NSF Backing New Engines of Growth

(Contributing Writer)

In January 2024, the National Science Foundation (NSF) announced the 10 winners of a first-ever program that expands its traditional remit of backing fundamental research. Titled Regional Innovation Engines and inaugurated in late 2023, the program goes beyond supporting technologies with definite commercial potential. It also aims to broaden the distribution of NSF funds, reversing a trend that has seen states with highly ranked universities obtain a significant proportion of the agency’s grants. The agency also intends the program to focus on areas of technology that typically fall under the radar of significant grants for innovative research with commercial potential.
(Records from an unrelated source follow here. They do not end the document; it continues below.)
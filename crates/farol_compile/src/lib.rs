//! # farol-compile
//!
//! The kind and type checker for farol, which doubles as the elaborator:
//! surface programs go in, core programs with inferred types come out.
//!
//! # Pipeline Position
//!
//! ```text
//! surface AST
//!     │
//!     ▼
//! ┌─────────────────────────────────────────────┐
//! │ TypeChecker                                 │
//! │   kind-check data declarations              │
//! │   desugar equation groups                   │
//! │   infer + unify types (union-find store)    │
//! │   generalise let-bound metavariables        │
//! │   reconcile user type declarations          │
//! └─────────────────────────────────────────────┘
//!     │
//!     ▼
//! core AST (Lambda/Fresh/sequence/alternative/unify) ──▶ farol-kernel
//! ```
//!
//! Multi-equation pattern matching is compiled away here: each group of
//! equations becomes a single definition whose body is a lambda over fresh
//! parameters, alternating one branch per equation, each branch unifying
//! the parameters against the equation's patterns.

pub mod check;
pub mod error;
pub mod kinds;
pub mod meta;

pub use check::TypeChecker;
pub use error::{TypeError, TypeErrorKind};
pub use kinds::{Kind, KindStore};
pub use meta::TypeMetaStore;
/// The farol type checker. Create one per program and call
/// [`TypeChecker::check_program`].
pub struct TypeChecker<'i> {
    interner: &'i mut Interner,
    names: Names,
    kinds: KindStore,
    metas: TypeMetaStore,
    /// Type names and type variables to their kinds.
    typenv: Ribs<Kind>,
    /// Value names to their types (types are expressions).
    env: Ribs<Rc<Expr>>,
    fresh_counter: u32,
}
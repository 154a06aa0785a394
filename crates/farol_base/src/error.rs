//! Stage-tagged diagnostics with stable codes.
//!
//! Every error in the pipeline is ultimately a [`Diagnostic`]: the stage
//! that produced it, a stable kebab-case code such as `token-mismatch` or
//! `occurs-check`, an optional source span, and a human-readable message.
//! The CLI renders diagnostics as `<stage>:<code> at <line>:<column>`.
//!
//! Each pipeline crate defines its own richer error enum and converts it
//! into a `Diagnostic` at the boundary.

use crate::span::{line_col, Span};
use std::fmt;

/// The pipeline stage that produced a diagnostic.
#[derive(Debug, Clone, Copy, PartialEq, Eq)]
pub enum Stage {
    Lexer,
    Parser,
    TypeChecker,
    Evaluator,
}

impl Stage {
    /// The stage name used in rendered diagnostics.
    pub fn as_str(self) -> &'static str {
        match self {
            Stage::Lexer => "lexer",
            Stage::Parser => "parser",
            Stage::TypeChecker => "typechecker",
            Stage::Evaluator => "evaluator",
        }
    }
}

impl fmt::Display for Stage {
    fn fmt(&self, f: &mut fmt::Formatter<'_>) -> fmt::Result {
        f.write_str(self.as_str())
    }
}

/// An error annotated with its producing stage, stable code, and location.
#[derive(Debug, Clone)]
pub struct Diagnostic {
    /// Stage that raised the error.
    pub stage: Stage,
    /// Stable kebab-case error code, e.g. `types-do-not-unify`.
    pub code: &'static str,
    /// Location in source, when known.
    pub span: Option<Span>,
    /// Human-readable description.
    pub message: String,
}

impl Diagnostic {
    /// Creates a diagnostic without a source location.
    pub fn new(stage: Stage, code: &'static str, message: impl Into<String>) -> Self {
        Self {
            stage,
            code,
            span: None,
            message: message.into(),
        }
    }

    /// Attaches a source span.
    pub fn with_span(mut self, span: Span) -> Self {
        self.span = Some(span);
        self
    }

    /// Renders the diagnostic with a line/column position computed from
    /// `source`, in the form `stage:code at line:column: message`.
    pub fn render(&self, source: &str) -> String {
        match self.span {
            Some(span) => {
                let (line, col) = line_col(source, span.start);
                format!(
                    "{}:{} at {}:{}: {}",
                    self.stage, self.code, line, col, self.message
                )
            }
            None => format!("{}:{}: {}", self.stage, self.code, self.message),
        }
    }
}

impl fmt::Display for Diagnostic {
    fn fmt(&self, f: &mut fmt::Formatter<'_>) -> fmt::Result {
        write!(f, "{}:{}: {}", self.stage, self.code, self.message)
    }
}

impl std::error::Error for Diagnostic {}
“The inaugural NSF Engines awards demonstrate our enduring commitment to create opportunity everywhere and enable innovation anywhere,” said NSF director Sethuraman Panchanathan in announcing the program. “Through these NSF Engines, NSF aims to expand the frontiers of technology and innovation and spur economic growth across the nation through unprecedented inv­est­ments in people and partnerships.” That commitment goes beyond producing ideas with commercial potential in new regions. It aims to give young scientists and engineers in those regions the training appropriate to developing and exp­loiting the ideas.

A key aspect of the program is its effort to remedy an often-criticized aspect of NSF spending over the decades since its founding in 1950: the restricted geographical destinations of its funding. At present, just six states—California, Mas­sachusetts, Michigan, New York, Penn­sylvania, and Washington—receive 40 percent of the agency’s annual $10 billion budget. Not surprisingly, those states contain several of the country’s most prominent and notable research universities. But Stanford, MIT, and the University of Pennsylvania aren’t the only academic organizations that offer top-notch science and engineering departments able to attract the brightest students for doctoral programs and postdoctoral research positions and offer opportunities for commercializing the results of their findings. Nor are artificial intelligence (AI), biotechnology, and green energy production the only fields that can benefit from collaborations among academe, industry, and nonprofits. NSF expects the regional innovation engines to open up new centers of various types of technology throughout the country. “The program seeks to catalyze and foster innova­tion ecosystems across the United States,” the NSF put it in an announcement of the program.

The Engines program stems from the CHIPS and Science Act that President Joe Biden signed in 2022. It has three fundamental goals. First, it sets out to boost American innovative capacity. The program aims to achieve that by increasing the amount of commercial investment in R&D, particularly in geographic regions that have not participated fully in the technology boom of the past few years. That process will serve to develop global leaders in subject areas of critical value for the US. It also intends, as an NSF brochure notes, to “embed a culture of innovation and inclusion within participating organizations.” Second, NSF has designed the program to create what officials call “sustainable innovation ecosystems.” Those will stem from the creation of partnership networks—involving corporations, universities, and other contributors—that will, among them, create pathways for the growth of innovation systems on a regional basis.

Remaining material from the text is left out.